The Arnstein opinion itself says very little about its reasons for according juries such a central role in what is unquestionably a complex determination. What makes this omission in the opinion doubly perplexing is the reality that the author of the majority opinion, Judge Jerome Frank, was an outspoken and acerbic critic of the jury system. (31) A well-known legal realist, Judge Frank devoted many hours of his nonjudicial work to criticizing the jury system in various books and articles. (32) The practice of allowing a jury to decide what was in effect "its own 'law' in each case" was to Judge Frank among the greatest scourges of the American system of adjudication, since it contributed to unpredictable "jury-made law," which often bore no connection to actual rules of law. (33) Judge Frank's lifelong distaste for juries and his careful identification of the various malaises promoted by the jury system are therefore hard to reconcile with the overwhelming confidence in juries that he exudes in Arnstein, a confidence that continues to haunt copyright law and practice to this day.

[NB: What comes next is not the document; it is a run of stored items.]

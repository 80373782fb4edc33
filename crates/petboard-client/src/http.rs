//! HTTP transport backed by `reqwest`.
//!
//! Resolves request paths against [`ClientConfig::base_url`], attaches the
//! current viewer's bearer token and decodes the body as JSON. The transport
//! never interprets status codes; that is [`crate::ForumApi`]'s job.

use std::sync::Arc;

use petboard_core::{Identity, SharedIdentity};
use petboard_proto::{ApiRequest, Method};
use serde_json::Value;

use crate::{ApiResponse, ClientConfig, Transport, TransportError};

const USER_AGENT: &str = concat!("petboard/", env!("CARGO_PKG_VERSION"));

/// `reqwest`-backed [`Transport`].
#[derive(Debug, Clone)]
pub struct HttpTransport {
    client: reqwest::Client,
    config: Arc<ClientConfig>,
    identity: SharedIdentity,
}

impl HttpTransport {
    /// Build a transport for `config`, authenticating as `identity`.
    pub fn new(config: ClientConfig, identity: SharedIdentity) -> Result<Self, TransportError> {
        let client = reqwest::Client::builder()
            .timeout(config.timeout)
            .user_agent(USER_AGENT)
            .build()
            .map_err(|e| TransportError::Request(format!("failed to create HTTP client: {e}")))?;

        Ok(Self { client, config: Arc::new(config), identity })
    }

    /// Configuration in use.
    pub fn config(&self) -> &ClientConfig {
        &self.config
    }
}

impl Transport for HttpTransport {
    async fn send(&self, request: ApiRequest) -> Result<ApiResponse, TransportError> {
        let url = self.config.url(&request.path_and_query());
        let mut builder = self.client.request(http_method(request.method), &url);

        if let Some(viewer) = self.identity.viewer() {
            builder = builder.bearer_auth(viewer.token);
        }
        if let Some(body) = &request.body {
            builder = builder.json(body);
        }

        let response = builder.send().await.map_err(classify)?;
        let status = response.status().as_u16();
        let text = response.text().await.map_err(classify)?;
        tracing::trace!(%url, status, bytes = text.len(), "response received");

        Ok(ApiResponse::new(status, decode_body(text)))
    }
}

fn http_method(method: Method) -> reqwest::Method {
    match method {
        Method::Get => reqwest::Method::GET,
        Method::Post => reqwest::Method::POST,
        Method::Put => reqwest::Method::PUT,
        Method::Delete => reqwest::Method::DELETE,
    }
}

fn classify(err: reqwest::Error) -> TransportError {
    if err.is_timeout() {
        TransportError::Timeout
    } else if err.is_connect() {
        TransportError::Connection(err.to_string())
    } else {
        TransportError::Request(err.to_string())
    }
}

/// Empty bodies become `null`; bodies that are not JSON are kept as text.
fn decode_body(text: String) -> Value {
    if text.trim().is_empty() {
        return Value::Null;
    }
    serde_json::from_str(&text).unwrap_or(Value::String(text))
}

#[cfg(test)]
mod tests {
    use serde_json::json;

    use super::*;

    #[test]
    fn bodies_decode_leniently() {
        assert_eq!(decode_body(String::new()), Value::Null);
        assert_eq!(decode_body(r#"{"data":true}"#.into()), json!({ "data": true }));
        assert_eq!(decode_body("Forum not found".into()), json!("Forum not found"));
    }
}
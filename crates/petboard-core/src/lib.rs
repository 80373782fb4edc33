//! Forum state core
//!
//! Pure state machines for the client-side forum layer. Nothing here performs
//! I/O: every operation either returns a request descriptor for the caller to
//! execute, or consumes the result of one. This keeps every ordering question
//! (stale responses, single-flight likes, navigation during a request)
//! testable without a network.
//!
//! # Components
//!
//! - [`EntityCache`]: canonical posts and comments keyed by ID
//! - [`ListView`]: one paginated, sorted, filtered projection (all/mine/featured)
//! - [`DetailView`]: one focused post with its comment page and like state
//! - [`ForumDelta`], [`CountChange`]: how mutations propagate between views
//! - [`ForumError`]: error taxonomy shared by every layer

#![forbid(unsafe_code)]
#![deny(missing_docs)]

mod cache;
mod completion;
mod delta;
mod detail;
mod error;
mod identity;
mod list;
mod validate;

pub use cache::{EntityCache, Revision};
pub use completion::Completion;
pub use delta::{CountChange, ForumDelta};
pub use detail::{COMMENT_PAGE_SIZE, CommentTicket, DetailRequest, DetailView, ViewToken};
pub use error::ForumError;
pub use identity::{Identity, SharedIdentity, Viewer};
pub use list::{ListTicket, ListView};
pub use petboard_proto as proto;
pub use validate::{CommentDraft, ForumDraft, ValidationError};
//! Generic runtime for request orchestration.
//!
//! The Runtime drives the app's request loop, coordinating between:
//! - [`ForumApp`]: the state machine
//! - [`Bridge`]: request execution through a [`Transport`]
//!
//! Requests run concurrently. Completions are fed back one at a time in the
//! order they finish, which is exactly the ordering the app's stale-response
//! rules are written against.

use futures::{StreamExt, future::BoxFuture, stream::FuturesUnordered};
use petboard_client::Transport;
use tokio::sync::mpsc;

use crate::{AppAction, AppEvent, Bridge, ForumApp};

/// A user intent delivered to [`Runtime::run`].
pub type Intent = Box<dyn FnOnce(&mut ForumApp) -> Vec<AppAction> + Send>;

/// Generic runtime that orchestrates [`ForumApp`] and [`Bridge`].
pub struct Runtime<T: Transport> {
    app: ForumApp,
    bridge: Bridge<T>,
    in_flight: FuturesUnordered<BoxFuture<'static, AppEvent>>,
    renders: u64,
}

impl<T: Transport> Runtime<T> {
    /// Create a runtime for `app` over `transport`.
    pub fn new(app: ForumApp, transport: T) -> Self {
        Self { app, bridge: Bridge::new(transport), in_flight: FuturesUnordered::new(), renders: 0 }
    }

    /// Run an intent against the app and dispatch its actions.
    pub fn apply(&mut self, intent: impl FnOnce(&mut ForumApp) -> Vec<AppAction>) {
        let actions = intent(&mut self.app);
        self.dispatch(actions);
    }

    /// Start every request in `actions`.
    pub fn dispatch(&mut self, actions: Vec<AppAction>) {
        for action in actions {
            match action {
                AppAction::Render => self.renders += 1,
                AppAction::Request(call) => {
                    tracing::trace!(?call, "dispatch");
                    self.in_flight.push(self.bridge.execute(call));
                },
            }
        }
    }

    /// Wait for the next completion and process it.
    ///
    /// Returns `false` if nothing was in flight.
    pub async fn step(&mut self) -> bool {
        let Some(event) = self.in_flight.next().await else {
            return false;
        };
        let actions = self.app.handle(event);
        self.dispatch(actions);
        true
    }

    /// Process completions until nothing is in flight, including follow-up
    /// requests issued along the way.
    pub async fn settle(&mut self) {
        while self.step().await {}
    }

    /// Run the main loop.
    ///
    /// Applies intents as they arrive while requests are in flight. Returns
    /// the app once the intent channel is closed and every request has
    /// completed.
    pub async fn run(mut self, mut intents: mpsc::UnboundedReceiver<Intent>) -> ForumApp {
        let mut accepting = true;
        loop {
            tokio::select! {
                intent = intents.recv(), if accepting => match intent {
                    Some(intent) => self.apply(intent),
                    None => accepting = false,
                },
                Some(event) = self.in_flight.next(), if !self.in_flight.is_empty() => {
                    let actions = self.app.handle(event);
                    self.dispatch(actions);
                },
                else => break,
            }
        }
        self.app
    }

    /// Number of requests in flight.
    pub fn in_flight(&self) -> usize {
        self.in_flight.len()
    }

    /// Number of render requests seen so far.
    pub fn renders(&self) -> u64 {
        self.renders
    }

    /// Get a reference to the app.
    pub fn app(&self) -> &ForumApp {
        &self.app
    }

    /// Get a mutable reference to the app.
    pub fn app_mut(&mut self) -> &mut ForumApp {
        &mut self.app
    }

    /// Get a reference to the bridge.
    pub fn bridge(&self) -> &Bridge<T> {
        &self.bridge
    }
}
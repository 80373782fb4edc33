//! Detail view controller.
//!
//! One focused forum post with a single page of its top-level comments and
//! the viewer's like state.
//!
//! # Identity token
//!
//! Every request carries the [`ViewToken`] current when it was issued.
//! Opening another post or navigating away bumps the token, so completions
//! for the old focus are dropped instead of leaking into the new one. The
//! network call itself is never cancelled.
//!
//! Comment pages additionally carry a [`CommentTicket`]. A page fetched
//! before a comment write was confirmed no longer matches the server, so it
//! is dropped and fetched again rather than shown.
//!
//! # Like toggling
//!
//! Toggling is single-flight: while a toggle is in flight `like_processing`
//! is set and further toggles are dropped, not queued. Otherwise two rapid
//! clicks could leave the server's toggle state and the displayed flag out of
//! step.

use petboard_proto::{
    Comment, CommentId, CreateComment, ForumId, ForumPost, LikeOutcome, Page, UpdateComment,
    UserId, total_pages_for,
};

use crate::{Completion, ForumDelta, ForumError, ValidationError};

/// Comments shown per page.
pub const COMMENT_PAGE_SIZE: u32 = 5;

/// Identity of the detail view's current focus.
#[derive(Debug, Clone, Copy, PartialEq, Eq, Hash, PartialOrd, Ord, Default)]
pub struct ViewToken(u64);

impl ViewToken {
    fn next(self) -> Self {
        Self(self.0.wrapping_add(1))
    }
}

/// Identifies one comment page load. Hand it back with the response.
#[derive(Debug, Clone, Copy, PartialEq, Eq, Hash)]
pub struct CommentTicket {
    /// 0-based comment page.
    pub page: u32,
    /// Comment writes confirmed when the load was issued.
    pub writes: u64,
}

/// Requests the detail view needs performed.
#[derive(Debug, Clone, PartialEq, Eq)]
pub enum DetailRequest {
    /// Fetch the focused post.
    FetchForum {
        /// Focus the request belongs to.
        token: ViewToken,
        /// Post to fetch.
        forum_id: ForumId,
    },
    /// Fetch one page of top-level comments.
    FetchComments {
        /// Focus the request belongs to.
        token: ViewToken,
        /// Owning post.
        forum_id: ForumId,
        /// Page and write generation the load targets.
        ticket: CommentTicket,
        /// Comments per page.
        size: u32,
    },
    /// Ask whether the viewer likes the post.
    CheckLike {
        /// Focus the request belongs to.
        token: ViewToken,
        /// Post to check.
        forum_id: ForumId,
    },
    /// Create a comment or reply.
    CreateComment {
        /// Focus the request belongs to.
        token: ViewToken,
        /// Owning post.
        forum_id: ForumId,
        /// Validated body.
        body: CreateComment,
    },
    /// Edit a comment.
    UpdateComment {
        /// Focus the request belongs to.
        token: ViewToken,
        /// Owning post.
        forum_id: ForumId,
        /// Comment to edit.
        comment_id: CommentId,
        /// Validated body.
        body: UpdateComment,
    },
    /// Delete a comment.
    DeleteComment {
        /// Focus the request belongs to.
        token: ViewToken,
        /// Owning post.
        forum_id: ForumId,
        /// Comment to delete.
        comment_id: CommentId,
    },
    /// Toggle the viewer's like.
    ToggleLike {
        /// Focus the request belongs to.
        token: ViewToken,
        /// Post to toggle.
        forum_id: ForumId,
    },
}

impl DetailRequest {
    /// Focus the request was issued for.
    pub fn token(&self) -> ViewToken {
        match self {
            Self::FetchForum { token, .. }
            | Self::FetchComments { token, .. }
            | Self::CheckLike { token, .. }
            | Self::CreateComment { token, .. }
            | Self::UpdateComment { token, .. }
            | Self::DeleteComment { token, .. }
            | Self::ToggleLike { token, .. } => *token,
        }
    }
}

/// State of the detail view.
#[derive(Debug, Clone)]
pub struct DetailView {
    token: ViewToken,
    forum_id: Option<ForumId>,
    forum: Option<ForumPost>,
    comments: Vec<Comment>,
    /// Target comment page. Responses for other pages are stale.
    comment_page: u32,
    comment_size: u32,
    /// Confirmed comment creates, edits and deletions on this focus.
    comment_writes: u64,
    total_comment_pages: u32,
    total_comment_elements: u64,
    is_liked: bool,
    like_processing: bool,
    viewer: Option<UserId>,
    loading: bool,
    error: Option<String>,
}

impl Default for DetailView {
    fn default() -> Self {
        Self::new(COMMENT_PAGE_SIZE)
    }
}
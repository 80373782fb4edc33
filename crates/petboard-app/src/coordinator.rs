//! Mutation coordinator.
//!
//! Completions enter the app here. Every successful mutation is applied once
//! to the [`petboard_core::EntityCache`] as a relative [`CountChange`]; what
//! the views receive is the resulting absolute [`ForumDelta`], so a post that
//! sits in several lists and the detail view shows the same counts
//! everywhere without a refetch.
//!
//! Reads go through [`petboard_core::EntityCache::merge_fetched`], which
//! keeps a local write over a read that was issued before it.

use petboard_core::{Completion, CountChange, ForumDelta, ForumError, ListTicket, Revision};
use petboard_proto::{Comment, CommentId, ForumId, ForumPost, ListKind, Page};

use crate::{AppAction, AppEvent, ForumApp};

impl ForumApp {
    /// Process a completion and return follow-up actions.
    pub fn handle(&mut self, event: AppEvent) -> Vec<AppAction> {
        let read = event.read_revision();
        let actions = self.apply_event(event);
        if let Some(since) = read {
            self.cache.end_read(since);
        }
        actions
    }

    fn apply_event(&mut self, event: AppEvent) -> Vec<AppAction> {
        let mut actions = match event {
            AppEvent::ListLoaded { ticket, revision, result } => {
                self.on_list_loaded(&ticket, revision, result)
            },
            AppEvent::ForumLoaded { token, revision, result } => {
                if !self.detail.is_current(token) {
                    tracing::debug!("dropping stale forum fetch");
                    return Vec::new();
                }
                let result = result.and_then(|post| {
                    self.cache.merge_fetched(post, revision).ok_or_else(|| {
                        ForumError::StateConflict("this forum post has been deleted".into())
                    })
                });
                let counts =
                    result.as_ref().ok().map(|post| (post.forum_id, ForumDelta::counts_of(post)));
                if self.detail.complete_forum(token, result).is_applied()
                    && let Some((forum_id, delta)) = counts
                {
                    self.broadcast_lists(forum_id, &delta, None)
                } else {
                    Vec::new()
                }
            },
            AppEvent::CommentsLoaded { token, ticket, result } => {
                if let Some(request) = self.detail.refetch_superseded(token, ticket) {
                    return vec![self.detail_call(request)];
                }
                if let Ok(loaded) = &result
                    && self.detail.accepts_comments(token, ticket)
                {
                    self.cache.upsert_comments(loaded.content.iter().cloned());
                }
                self.detail.complete_comments(token, ticket, result);
                Vec::new()
            },
            AppEvent::LikeStatusLoaded { token, result } => {
                self.detail.complete_like_status(token, result);
                Vec::new()
            },
            AppEvent::LikeToggled { token, forum_id, result } => match result {
                Ok(outcome) => {
                    let change =
                        if outcome.is_liked() { CountChange::Liked } else { CountChange::Unliked };
                    let actions = self.apply_count_change(forum_id, change);
                    self.detail.complete_toggle_like(token, Ok(outcome));
                    self.sync_detail(forum_id);
                    actions
                },
                Err(err) => {
                    self.detail.complete_toggle_like(token, Err(err.clone()));
                    self.report(&err)
                },
            },
            AppEvent::CommentCreated { token, forum_id, result } => match result {
                Ok(comment) => {
                    self.cache.upsert_comment(comment.clone());
                    let actions = self.apply_count_change(forum_id, CountChange::CommentAdded);
                    self.detail.complete_add_comment(token, Ok(comment));
                    self.sync_detail(forum_id);
                    actions
                },
                Err(err) => {
                    self.detail.complete_add_comment(token, Err(err.clone()));
                    self.report(&err)
                },
            },
            AppEvent::CommentUpdated { token, forum_id, result } => {
                if let Ok(comment) = &result {
                    tracing::debug!(forum_id, comment_id = comment.comment_id, "comment edited");
                    self.cache.upsert_comment(comment.clone());
                }
                let failure = result.as_ref().err().cloned();
                self.detail.complete_update_comment(token, result);
                failure.map(|err| self.report(&err)).unwrap_or_default()
            },
            AppEvent::CommentDeleted { token, forum_id, comment_id, result } => match result {
                Ok(()) => {
                    let removed = self.removed_thread_len(comment_id);
                    self.cache.remove_thread(comment_id);
                    let change = CountChange::CommentsRemoved(removed);
                    let actions = self.apply_count_change(forum_id, change);
                    self.detail.complete_delete_comment(token, comment_id, Ok(()));
                    self.sync_detail(forum_id);
                    actions
                },
                Err(err) => {
                    self.detail.complete_delete_comment(token, comment_id, Err(err.clone()));
                    self.report(&err)
                },
            },
            AppEvent::ForumCreated { result } => match result {
                Ok(post) => self.on_forum_created(post),
                Err(err) => self.report(&err),
            },
            AppEvent::ForumUpdated { forum_id, result } => match result {
                Ok(post) => {
                    self.cache.record_edit(post.clone());
                    self.status_message = Some("Forum post updated.".to_string());
                    self.broadcast(forum_id, &ForumDelta::Replaced(post))
                },
                Err(err) => self.report(&err),
            },
            AppEvent::ForumDeleted { forum_id, result } => match result {
                Ok(()) => {
                    self.cache.remove(forum_id);
                    self.status_message = Some("Forum post deleted.".to_string());
                    self.broadcast(forum_id, &ForumDelta::Deleted)
                },
                Err(err) => self.report(&err),
            },
        };
        actions.push(AppAction::Render);
        actions
    }

    fn on_list_loaded(
        &mut self,
        ticket: &ListTicket,
        revision: Revision,
        result: Result<Page<ForumPost>, ForumError>,
    ) -> Vec<AppAction> {
        if ticket.kind == ListKind::Mine && self.viewer.is_none() {
            tracing::debug!("dropping personal list page after sign-out");
            return Vec::new();
        }
        if !self.list_mut(ticket.kind).is_current(ticket) {
            tracing::debug!(
                kind = %ticket.kind,
                page = ticket.query.page,
                "dropping stale list page"
            );
            return Vec::new();
        }

        let mut actions = Vec::new();
        let result = result.map(|page| {
            let (page, reconcile) = self.merge_page(page, revision);
            for (forum_id, delta) in reconcile {
                actions.extend(self.broadcast_lists(forum_id, &delta, Some(ticket.kind)));
                if self.detail.forum_id() == Some(forum_id) {
                    self.detail.apply_external_mutation(forum_id, &delta);
                }
            }
            page
        });

        let view = self.list_mut(ticket.kind);
        let completion = view.complete(ticket, result);
        let error = view.error().map(str::to_string);
        // Other writers can shrink the result set under the current page.
        let step_back = (completion == Completion::Applied
            && view.page() > 0
            && view.page() >= view.total_pages())
        .then(|| view.set_page(view.total_pages() - 1))
        .flatten();

        if completion == Completion::Failed {
            self.status_message = error;
        }
        if let Some(ticket) = step_back {
            tracing::debug!(
                kind = %ticket.kind,
                page = ticket.query.page,
                "page out of range, stepping back"
            );
            actions.push(self.list_call(ticket));
        }
        actions
    }

    /// Merge a fetched page into the cache.
    ///
    /// Posts deleted locally are dropped from the page. Returns the page to
    /// display and the counts other views should converge on.
    fn merge_page(
        &mut self,
        page: Page<ForumPost>,
        since: Revision,
    ) -> (Page<ForumPost>, Vec<(ForumId, ForumDelta)>) {
        let fetched = page.content.len();
        let mut content = Vec::with_capacity(fetched);
        for post in page.content {
            if let Some(merged) = self.cache.merge_fetched(post, since) {
                content.push(merged);
            }
        }
        let dropped = (fetched - content.len()) as u64;
        let reconcile = content.iter().map(|p| (p.forum_id, ForumDelta::counts_of(p))).collect();
        let page = Page {
            content,
            total_elements: page.total_elements.saturating_sub(dropped),
            number: page.number,
            size: page.size,
            total_pages: page.total_pages,
        };
        (page, reconcile)
    }

    fn on_forum_created(&mut self, post: ForumPost) -> Vec<AppAction> {
        tracing::debug!(forum_id = post.forum_id, "forum created");
        self.cache.upsert(post);
        self.status_message = Some("Forum post created.".to_string());

        let mut tickets = Vec::new();
        for kind in [ListKind::All, ListKind::Mine] {
            let view = self.list_mut(kind);
            if view.is_loaded() || view.is_loading() {
                tickets.push(view.refresh());
            }
        }
        tickets.into_iter().map(|t| self.list_call(t)).collect()
    }

    /// Apply a relative change to the cache and push the absolute counts to
    /// every list.
    fn apply_count_change(&mut self, forum_id: ForumId, change: CountChange) -> Vec<AppAction> {
        self.seed_cache(forum_id);
        match self.cache.apply_change(forum_id, change) {
            Some(delta) => self.broadcast_lists(forum_id, &delta, None),
            None => {
                tracing::debug!(forum_id, ?change, "count change for post no view holds");
                Vec::new()
            },
        }
    }

    /// Make sure the cache holds `forum_id` before a relative change lands,
    /// copying it from whichever view has it.
    fn seed_cache(&mut self, forum_id: ForumId) {
        if self.cache.contains(forum_id) || self.cache.is_deleted(forum_id) {
            return;
        }
        if let Some(post) = self.known_post(forum_id).cloned() {
            self.cache.upsert(post);
        }
    }

    /// Overwrite the detail view's counts with the cache's.
    fn sync_detail(&mut self, forum_id: ForumId) {
        if let Some(post) = self.cache.get(forum_id) {
            let delta = ForumDelta::counts_of(post);
            self.detail.apply_external_mutation(forum_id, &delta);
        }
    }

    /// Number of comments a deletion of `comment_id` removes.
    ///
    /// The cache sees every reply this client created, including ones whose
    /// parent was off screen, so it is asked first.
    fn removed_thread_len(&self, comment_id: CommentId) -> u64 {
        self.cache
            .thread_len(comment_id)
            .or_else(|| self.detail.find_comment(comment_id).map(Comment::thread_len))
            .unwrap_or(1)
    }

    /// Push `delta` to every list and the detail view.
    fn broadcast(&mut self, forum_id: ForumId, delta: &ForumDelta) -> Vec<AppAction> {
        let actions = self.broadcast_lists(forum_id, delta, None);
        self.detail.apply_external_mutation(forum_id, delta);
        actions
    }

    /// Push `delta` to every list except `except`. Returns reloads for lists
    /// that stepped back a page.
    fn broadcast_lists(
        &mut self,
        forum_id: ForumId,
        delta: &ForumDelta,
        except: Option<ListKind>,
    ) -> Vec<AppAction> {
        let tickets: Vec<_> = self
            .lists
            .values_mut()
            .filter(|view| Some(view.kind()) != except)
            .filter_map(|view| view.apply_external_mutation(forum_id, delta))
            .collect();
        tickets.into_iter().map(|ticket| self.list_call(ticket)).collect()
    }

    fn report(&mut self, err: &ForumError) -> Vec<AppAction> {
        tracing::warn!(error = %err, "request failed");
        self.status_message = Some(err.user_message());
        Vec::new()
    }
}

This Article shows that the Arnstein court's decision to rely on juries for the infringement analysis had very little to do with copyright law or policy. The Arnstein formulation was hardly a considered decision about the values at stake in the copyright infringement analysis but instead almost entirely the product of Judge Frank's well-developed legal philosophy, which led him to an approach that minimized the role of lower court judges in the infringement analysis and significantly curtailed their ability to rely on issues of law to decide cases. Considerations of copyright law were for the most part entirely secondary to the court's decision. While scholars (34) (and, on occasion, courts (35)) have criticized the Arnstein court's analytical framework, hardly anyone has examined exactly why the majority opinion chose to go...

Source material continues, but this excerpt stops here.